The code from the photo above running in an emulator, adding the numbers 4 and 5. After 19 program steps, the result 9 is in register 1.

SVG template

The WDR paper computer or Know-how Computer is an educational model of a computer consisting only of a pen, a sheet of paper, and individual matches in the most simple case. This allows anyone interested to learn how to program without having an electronic computer at their disposal.

The paper computer was created in the early 1980s when computer access was not yet widespread in Germany, to allow people to familiarize themselves with basic computer operation and assembly-like programming languages. It was distributed in over 400000 copies and at its time belonged to the computers with the widest circulation.

The Know-how Computer was developed by Wolfgang Back and Ulrich Rohde and was first presented in the television program WDR Computerclub (broadcast by Westdeutscher Rundfunk) in 1983. It was also published in German computer magazines mc and PC Magazin.
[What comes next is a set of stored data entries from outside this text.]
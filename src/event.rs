use futures::channel::mpsc;
use futures::prelude::*;
use std::sync::Arc;
use tracing::debug;

use crate::command::{command_handler, Command};
use crate::committee::Committee;

/// Manages the event loop delivering shares to committee members.
///
/// # Fields
///
/// * `committee` - The committee whose members receive the commands.
/// * `command_receiver` - Receiver for incoming commands.
pub struct EventLoop {
    pub committee: Arc<Committee>,
    pub command_receiver: mpsc::Receiver<Command>,
}

impl EventLoop {
    pub fn new(committee: Arc<Committee>, command_receiver: mpsc::Receiver<Command>) -> Self {
        Self {
            committee,
            command_receiver,
        }
    }

    /// Runs the event loop until every `Client` has been dropped.
    ///
    /// Each command is handled on its own blocking task, so deliveries to different
    /// members proceed in parallel while each member's store lock serializes the
    /// deliveries aimed at that member.
    pub async fn run(mut self) {
        while let Some(command) = self.command_receiver.next().await {
            let committee = Arc::clone(&self.committee);
            tokio::task::spawn_blocking(move || command_handler(committee, command));
        }
        debug!("Command channel closed, shutting down the committee event loop.");
    }
}
use futures::channel::{mpsc, oneshot};
use futures::future::FutureExt;
use futures::prelude::*;
use tracing::{debug, warn};

use crate::command::Command;
use crate::committee::DistributionReport;
use crate::error::{Error, Result};
use crate::keys::{Identity, Share, ShareSet};

/// Issues commands to the committee event loop.
///
/// Cloning a client is cheap; every clone talks to the same event loop.
///
/// # Examples
///
/// ```rust
/// use futures::channel::mpsc;
/// use splitkey::client::Client;
/// use splitkey::command::Command;
///
/// let (sender, _receiver) = mpsc::channel::<Command>(10);
/// let client = Client { sender };
/// ```
#[derive(Clone)]
pub struct Client {
    pub sender: mpsc::Sender<Command>,
}

impl Client {
    /// Delivers a share to the member whose identity it carries.
    ///
    /// # Errors
    ///
    /// `UnknownRecipient` if no such member exists, `DuplicateShare` if the member
    /// already holds a share for `subject`.
    pub async fn register_share(
        &mut self,
        subject: String,
        share: Share,
        threshold: usize,
    ) -> Result<()> {
        let (sender, receiver) = oneshot::channel();
        self.sender
            .send(Command::RegisterShare {
                subject,
                share,
                threshold,
                sender,
            })
            .await
            .map_err(|err| Error::Transport(err.to_string()))?;
        receiver
            .await
            .map_err(|_| Error::Transport("committee dropped the request".into()))?
    }

    /// Requests a member's share of `subject`.
    pub async fn get_share(&mut self, subject: String, member: Identity) -> Result<Share> {
        let (sender, receiver) = oneshot::channel();
        self.sender
            .send(Command::GetShare {
                subject,
                member,
                sender,
            })
            .await
            .map_err(|err| Error::Transport(err.to_string()))?;
        receiver
            .await
            .map_err(|_| Error::Transport("committee dropped the request".into()))?
    }

    /// Sends every share of `subject` to its member concurrently and waits for all
    /// deliveries to finish.
    pub async fn distribute(
        &self,
        subject: &str,
        shares: &ShareSet,
        threshold: usize,
    ) -> DistributionReport {
        let requests = shares.iter().map(|(id, share)| {
            let id = *id;
            let subject = subject.to_string();
            let share = share.clone();
            let mut client = self.clone();
            debug!("Sending minipool '{}' share to member {}", subject, id);
            async move { (id, client.register_share(subject, share, threshold).await) }.boxed()
        });

        let mut report = DistributionReport::default();
        for (id, result) in futures::future::join_all(requests).await {
            match result {
                Ok(()) => report.delivered.push(id),
                Err(err) => report.failures.push((id, err)),
            }
        }
        report
    }

    /// Fetches the shares of the given members for `subject`.
    ///
    /// Members without a share are skipped and logged; the caller decides whether
    /// what remains is enough.
    pub async fn gather(&self, subject: &str, members: &[Identity]) -> ShareSet {
        let requests = members.iter().map(|&id| {
            let subject = subject.to_string();
            let mut client = self.clone();
            async move { (id, client.get_share(subject, id).await) }.boxed()
        });

        let mut shares = ShareSet::new();
        for (id, result) in futures::future::join_all(requests).await {
            match result {
                Ok(share) => {
                    shares.insert(id, share);
                }
                Err(err) => warn!("No share from member {}: {}", id, err),
            }
        }
        shares
    }
}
The original printed version of the paper computer has up to 21 lines of code on the left and eight registers on the right, which are represented as boxes that contain as many matches as the value in the corresponding register. A pen is used to indicate the line of code which is about to be executed. The user steps through the program, adding and subtracting matches from the appropriate registers and following program flow until the stop instruction is encountered.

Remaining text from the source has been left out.